Mr Dewar was also critical of the Scottish Government’s vaccine plans.

He said: “We’ve looked at the designs that they’re looking at for their vaccine rollouts, and they are woefully inadequate.

“They will not deliver a wide vaccine capability until the back end of next year as it stands.

“Put this in context – they’re not even attempting to start vaccines at mass drive through centres until February.

“I genuinely think we’ve got an extremely high probability that come March, we will have availability of vaccines – potentially multiple vaccines in fridges in Scotland – and no method of delivering them while people are still dying of Covid.

Edinburgh airport

Edinburgh airport has seen a 95% fall in passengers

“And there will be no prospect of taking away travel restrictions.”

Committee member Annabelle Ewing asked Mr Dewar about the genomic research into Covid-19 that was revealed on Wednesday, pointing to the role of travel causing an upsurge in the virus around Scotland during the summer.

Mr Dewar said: “I had a look at that and what it certainly demonstrates is that quarantine didn’t work.”

Constitution Secretary Mike Russell and national clinical director Jason Leitch appeared before the committee and refuted Mr Dewar’s claims about testing and the government’s approach to the aviation industry.

Mr Russell said the issue of travel is “fundamental” to controlling the virus and denied there is a campaign against aviation.

Responding to Mr Dewar’s comments, he said: “In terms of campaigning against his industry, absolutely not.

“I will be delighted to see that industry flourish and I hope it will again.”

Rennie calls for Tui to be grounded

Scottish Liberal Democrat leader Willie Rennie has called for travel firm TUI to stop flying out of Glasgow airport, while the site remains in tier 3 restrictions.

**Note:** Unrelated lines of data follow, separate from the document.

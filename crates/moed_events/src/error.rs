//! Validation errors for boundary event records.

use thiserror::Error;

/// Errors raised when an incoming event record fails validation.
#[derive(Debug, Clone, PartialEq, Error)]
#[non_exhaustive]
pub enum EventError {
    #[error("event id must not be empty")]
    EmptyId,
    #[error("magnitude must be finite and non-negative, got {0}")]
    InvalidMagnitude(f64),
    #[error("latitude must be within [-90, 90], got {0}")]
    InvalidLatitude(f64),
    #[error("longitude must be within [-180, 180], got {0}")]
    InvalidLongitude(f64),
    #[error("distance must be finite and non-negative, got {0}")]
    InvalidDistance(f64),
}
//! Statistical correlation engine for feast/event histories.
//!
//! This crate provides:
//! - Pearson/Spearman significance testing with Student's t p-values
//! - Percentile bootstrap intervals computed in parallel with seeded
//!   ChaCha streams
//! - Empirical Bayesian conditional probabilities
//! - Isolation-forest anomaly scoring and detection
//! - [`CorrelationEngine`], which combines these into feast risk
//!   predictions, correlation matrices and seasonal aggregates

pub mod bayes;
pub mod bootstrap;
pub mod correlation;
pub mod engine;
pub mod error;
pub mod isolation;
pub mod stats_types;

pub use bayes::bayesian_probability;
pub use bootstrap::{bootstrap_means, percentile, percentile_interval};
pub use correlation::{average_ranks, correlation_p_value, mean, pearson, population_std, spearman};
pub use engine::CorrelationEngine;
pub use error::StatsError;
pub use isolation::{IsolationForest, c_factor, check_features};
pub use stats_types::{
    ALL_SEASONS, ConfidenceInterval, HistoricalPattern, PatternPrediction, Season,
    SeasonalAggregate, StatisticalAnalysis, StatsConfig,
};
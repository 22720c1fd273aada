//! Configuration loading errors.

use std::path::PathBuf;

use thiserror::Error;

#[derive(Debug, Error)]
#[non_exhaustive]
pub enum ConfigError {
    #[error("failed to read {}: {source}", path.display())]
    Io {
        path: PathBuf,
        #[source]
        source: std::io::Error,
    },
    #[error("failed to parse configuration: {0}")]
    Parse(#[from] toml::de::Error),
    /// A value is out of range; the message names the field.
    #[error("invalid configuration: {0}")]
    Invalid(String),
}
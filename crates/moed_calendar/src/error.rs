//! Error types for calendar conversion and feast generation.

use thiserror::Error;

/// Errors from Hebrew/Gregorian conversion or feast computation.
#[derive(Debug, Clone, PartialEq, Eq, Error)]
#[non_exhaustive]
pub enum CalendarError {
    /// Start year is after end year.
    #[error("invalid year range: start {start} is after end {end}")]
    InvalidRange { start: i32, end: i32 },
    /// Hebrew date does not exist (day past month end, Adar II in a common year).
    #[error("invalid Hebrew date: {0}")]
    InvalidDate(String),
    /// Fixed day number cannot be represented as a Gregorian date.
    #[error("date outside the representable range")]
    OutOfRange,
    /// Year-boundary correction could not place the feast in the requested year.
    #[error("could not place {feast} inside Gregorian year {year}")]
    Unresolvable { feast: &'static str, year: i32 },
}
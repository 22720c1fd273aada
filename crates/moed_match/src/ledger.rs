//! Accumulated correlation records, at most one per event pair.

use std::collections::HashSet;

use serde::Serialize;

use crate::match_types::CorrelationRecord;

/// Insertion-ordered records keyed by (primary, secondary) id pair.
#[derive(Debug, Clone, Default, Serialize)]
pub struct CorrelationLedger {
    records: Vec<CorrelationRecord>,
    #[serde(skip)]
    seen: HashSet<(String, String)>,
}

impl CorrelationLedger {
    pub fn new() -> Self {
        Self::default()
    }

    /// Append `record` unless its pair is already present.
    /// Returns whether the record was added.
    pub fn insert(&mut self, record: CorrelationRecord) -> bool {
        let key = (record.primary_ref.clone(), record.secondary_ref.clone());
        if !self.seen.insert(key) {
            return false;
        }
        self.records.push(record);
        true
    }

    pub fn contains(&self, primary_ref: &str, secondary_ref: &str) -> bool {
        self.seen
            .contains(&(primary_ref.to_string(), secondary_ref.to_string()))
    }

    pub fn records(&self) -> &[CorrelationRecord] {
        &self.records
    }

    pub fn len(&self) -> usize {
        self.records.len()
    }

    pub fn is_empty(&self) -> bool {
        self.records.is_empty()
    }

    pub fn into_records(self) -> Vec<CorrelationRecord> {
        self.records
    }
}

The firm is currently advertising Christmas deals, despite “evidence” this week that international travel in the summer contributed to the second wave of covid deaths.

Mr Rennie said: “This is a tough time for travel companies and I understand their desire to keep flying but the restrictions are very clear that people cannot travel into tier 3 areas except for essential travel.

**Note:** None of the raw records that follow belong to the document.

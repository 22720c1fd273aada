//! Geographic points and great-circle distance.

use serde::{Deserialize, Serialize};

use crate::error::EventError;

/// IUGG mean Earth radius in km.
pub const EARTH_MEAN_RADIUS_KM: f64 = 6371.0088;

/// A validated geographic point.
#[derive(Debug, Clone, Copy, PartialEq, Serialize, Deserialize)]
#[serde(try_from = "RawGeoPoint")]
pub struct GeoPoint {
    /// Latitude in degrees, north positive. Range: [-90, 90].
    pub latitude_deg: f64,
    /// Longitude in degrees, east positive. Range: [-180, 180].
    pub longitude_deg: f64,
}

#[derive(Deserialize)]
struct RawGeoPoint {
    latitude_deg: f64,
    longitude_deg: f64,
}

impl TryFrom<RawGeoPoint> for GeoPoint {
    type Error = EventError;

    fn try_from(raw: RawGeoPoint) -> Result<Self, Self::Error> {
        Self::new(raw.latitude_deg, raw.longitude_deg)
    }
}

impl GeoPoint {
    pub fn new(latitude_deg: f64, longitude_deg: f64) -> Result<Self, EventError> {
        if !(-90.0..=90.0).contains(&latitude_deg) {
            return Err(EventError::InvalidLatitude(latitude_deg));
        }
        if !(-180.0..=180.0).contains(&longitude_deg) {
            return Err(EventError::InvalidLongitude(longitude_deg));
        }
        Ok(Self {
            latitude_deg,
            longitude_deg,
        })
    }

    /// Great-circle distance to `other` in km (haversine).
    pub fn distance_km(&self, other: &GeoPoint) -> f64 {
        let phi1 = self.latitude_deg.to_radians();
        let phi2 = other.latitude_deg.to_radians();
        let dphi = phi2 - phi1;
        let dlambda = (other.longitude_deg - self.longitude_deg).to_radians();
        let a = (dphi / 2.0).sin().powi(2)
            + phi1.cos() * phi2.cos() * (dlambda / 2.0).sin().powi(2);
        2.0 * EARTH_MEAN_RADIUS_KM * a.sqrt().clamp(0.0, 1.0).asin()
    }
}

#[cfg(test)]
mod tests {
    use super::*;

    #[test]
    fn rejects_out_of_range() {
        assert_eq!(
            GeoPoint::new(91.0, 0.0),
            Err(EventError::InvalidLatitude(91.0))
        );
        assert_eq!(
            GeoPoint::new(0.0, -181.0),
            Err(EventError::InvalidLongitude(-181.0))
        );
        assert!(GeoPoint::new(f64::NAN, 0.0).is_err());
    }

    #[test]
    fn quarter_meridian() {
        let pole = GeoPoint::new(90.0, 0.0).unwrap();
        let equator = GeoPoint::new(0.0, 0.0).unwrap();
        let expected = EARTH_MEAN_RADIUS_KM * std::f64::consts::FRAC_PI_2;
        assert!((pole.distance_km(&equator) - expected).abs() < 1e-6);
    }

    #[test]
    fn jerusalem_to_tokyo() {
        let jerusalem = GeoPoint::new(31.7683, 35.2137).unwrap();
        let tokyo = GeoPoint::new(35.6762, 139.6503).unwrap();
        let d = jerusalem.distance_km(&tokyo);
        assert!((d - 9145.7).abs() < 1.0, "distance = {d}");
    }

    #[test]
    fn deserialize_validates() {
        let bad =
            serde_json::from_str::<GeoPoint>(r#"{"latitude_deg": 120.0, "longitude_deg": 0.0}"#);
        assert!(bad.is_err());
    }
}
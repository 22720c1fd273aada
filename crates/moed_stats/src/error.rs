//! Error types for the correlation engine.

use thiserror::Error;

/// Errors from statistical analysis. Sparse data never errors; it yields
/// degenerate results instead.
#[derive(Debug, Clone, PartialEq, Error)]
#[non_exhaustive]
pub enum StatsError {
    /// Paired samples have different lengths.
    #[error("sample lengths differ: {left} vs {right}")]
    LengthMismatch { left: usize, right: usize },
    /// A feature row does not have the width of the first row.
    #[error("feature row {row} has {found} columns, expected {expected}")]
    DimensionMismatch {
        row: usize,
        expected: usize,
        found: usize,
    },
    /// NaN or infinity at the given position of an input.
    #[error("non-finite value at position {0}")]
    NonFinite(usize),
    /// Historical correlation outside [0, 1].
    #[error("correlation must be within [0, 1], got {0}")]
    InvalidCorrelation(f64),
    #[error("invalid configuration: {0}")]
    InvalidConfig(&'static str),
}
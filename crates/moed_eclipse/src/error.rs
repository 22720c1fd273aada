//! Error types for eclipse queries.

use chrono::NaiveDate;
use moed_calendar::CalendarError;
use thiserror::Error;

/// Errors from eclipse queries and their collaborators.
#[derive(Debug, Clone, PartialEq, Error)]
#[non_exhaustive]
pub enum EclipseError {
    /// Start date is after end date.
    #[error("invalid date range: {start} is after {end}")]
    InvalidRange { start: NaiveDate, end: NaiveDate },
    /// Engine configuration is unusable.
    #[error("invalid eclipse configuration: {0}")]
    InvalidConfig(&'static str),
    /// The eclipse contact source failed for the whole range.
    #[error("eclipse source error: {0}")]
    Source(String),
    /// The altitude source could not evaluate one instant.
    #[error("altitude source error: {0}")]
    Altitude(String),
    /// Feast computation failed during an alignment query.
    #[error(transparent)]
    Calendar(#[from] CalendarError),
}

“If people book holidays with TUI and then discover that due to the travel restrictions they are unable to reach the airport, they will not necessarily even be entitled to refunds.

“TUI should ground these flights until airport travel restrictions are relaxed, before more families are left out of pocket.”

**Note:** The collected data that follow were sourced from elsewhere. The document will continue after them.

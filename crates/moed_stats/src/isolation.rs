//! Isolation forest anomaly scoring.
//!
//! Trees split on a random feature at a uniform threshold between that
//! feature's min and max until a point is isolated or the depth limit
//! ⌈log2 ψ⌉ is reached. The score of a point is `2^(−E[h(x)] / c(ψ))`,
//! where `h` is the path length and `c` the expected path length of an
//! unsuccessful BST search; scores near 1 are anomalous.

use rand::seq::index::sample;
use rand::{Rng, SeedableRng};
use rand_chacha::ChaCha8Rng;
use rayon::prelude::*;

use crate::error::StatsError;

pub const DEFAULT_TREES: usize = 100;
pub const DEFAULT_SUBSAMPLE: usize = 256;

const EULER_GAMMA: f64 = 0.577_215_664_901_532_9;

/// Average path length of an unsuccessful search in a BST of `n` nodes.
pub fn c_factor(n: usize) -> f64 {
    if n <= 1 {
        return 0.0;
    }
    let n = n as f64;
    2.0 * ((n - 1.0).ln() + EULER_GAMMA) - 2.0 * (n - 1.0) / n
}

#[derive(Debug, Clone)]
enum Node {
    Leaf {
        size: usize,
    },
    Split {
        feature: usize,
        threshold: f64,
        left: Box<Node>,
        right: Box<Node>,
    },
}

impl Node {
    fn path_length(&self, point: &[f64], depth: usize) -> f64 {
        match self {
            Self::Leaf { size } => depth as f64 + c_factor(*size),
            Self::Split {
                feature,
                threshold,
                left,
                right,
            } => {
                let next = match point.get(*feature) {
                    Some(v) if v < threshold => left,
                    _ => right,
                };
                next.path_length(point, depth + 1)
            }
        }
    }
}

/// A fitted forest over rows of equal width.
#[derive(Debug, Clone)]
pub struct IsolationForest {
    trees: Vec<Node>,
    subsample: usize,
}

impl IsolationForest {
    /// Fit `n_trees` trees on subsamples of at most `max_samples` rows.
    ///
    /// Rows must be equally wide and finite; see
    /// [`check_features`].
    pub fn fit(rows: &[Vec<f64>], n_trees: usize, max_samples: usize, seed: u64) -> Self {
        let subsample = max_samples.min(rows.len());
        let max_depth = (subsample.max(1) as f64).log2().ceil() as usize;
        let trees = (0..n_trees)
            .into_par_iter()
            .map(|i| {
                let mut rng = ChaCha8Rng::seed_from_u64(seed);
                rng.set_stream(i as u64);
                let indices = sample(&mut rng, rows.len(), subsample).into_vec();
                build(rows, indices, 0, max_depth, &mut rng)
            })
            .collect();
        Self { trees, subsample }
    }

    /// Anomaly score in (0, 1]; 0.5 when the forest cannot discriminate.
    pub fn score(&self, point: &[f64]) -> f64 {
        let c = c_factor(self.subsample);
        if self.trees.is_empty() || c == 0.0 {
            return 0.5;
        }
        let avg = self
            .trees
            .iter()
            .map(|t| t.path_length(point, 0))
            .sum::<f64>()
            / self.trees.len() as f64;
        2f64.powf(-avg / c)
    }
}

fn build(
    rows: &[Vec<f64>],
    indices: Vec<usize>,
    depth: usize,
    max_depth: usize,
    rng: &mut ChaCha8Rng,
) -> Node {
    if depth >= max_depth || indices.len() <= 1 {
        return Node::Leaf { size: indices.len() };
    }
    let width = rows[indices[0]].len();
    if width == 0 {
        return Node::Leaf { size: indices.len() };
    }
    let feature = rng.gen_range(0..width);
    let (min, max) = indices
        .iter()
        .map(|&i| rows[i][feature])
        .fold((f64::INFINITY, f64::NEG_INFINITY), |(lo, hi), v| {
            (lo.min(v), hi.max(v))
        });
    let spread = max - min;
    if !spread.is_finite() || spread <= f64::EPSILON * max.abs().max(1.0) {
        return Node::Leaf { size: indices.len() };
    }
    let threshold = rng.gen_range(min..max);
    let (left, right): (Vec<usize>, Vec<usize>) = indices
        .into_iter()
        .partition(|&i| rows[i][feature] < threshold);
    Node::Split {
        feature,
        threshold,
        left: Box::new(build(rows, left, depth + 1, max_depth, rng)),
        right: Box::new(build(rows, right, depth + 1, max_depth, rng)),
    }
}

/// Reject ragged or non-finite feature matrices.
pub fn check_features(rows: &[Vec<f64>]) -> Result<(), StatsError> {
    let Some(first) = rows.first() else {
        return Ok(());
    };
    let expected = first.len();
    for (row, values) in rows.iter().enumerate() {
        if values.len() != expected {
            return Err(StatsError::DimensionMismatch {
                row,
                expected,
                found: values.len(),
            });
        }
        if values.iter().any(|v| !v.is_finite()) {
            return Err(StatsError::NonFinite(row));
        }
    }
    Ok(())
}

Canary Islands back on quarantine list

Travellers returning from the Canary Islands from Saturday will now have to quarantine after a surge in cases on the archipelago meant its travel corridor has been taken away.

Passengers will have to isolate for 14 days if they arrive before Tuesday, but if they arrive after they can opt to buy a private test to cut the period of quarantine to five days.

The update came as it was reported that UK citizens would be barred from entering the EU from 1 January under current coronavirus rules, if no Brexit deal is agreed.

Many experts are sceptical that European states would enforce such a ban and thus cut off lucrative tourism revenue.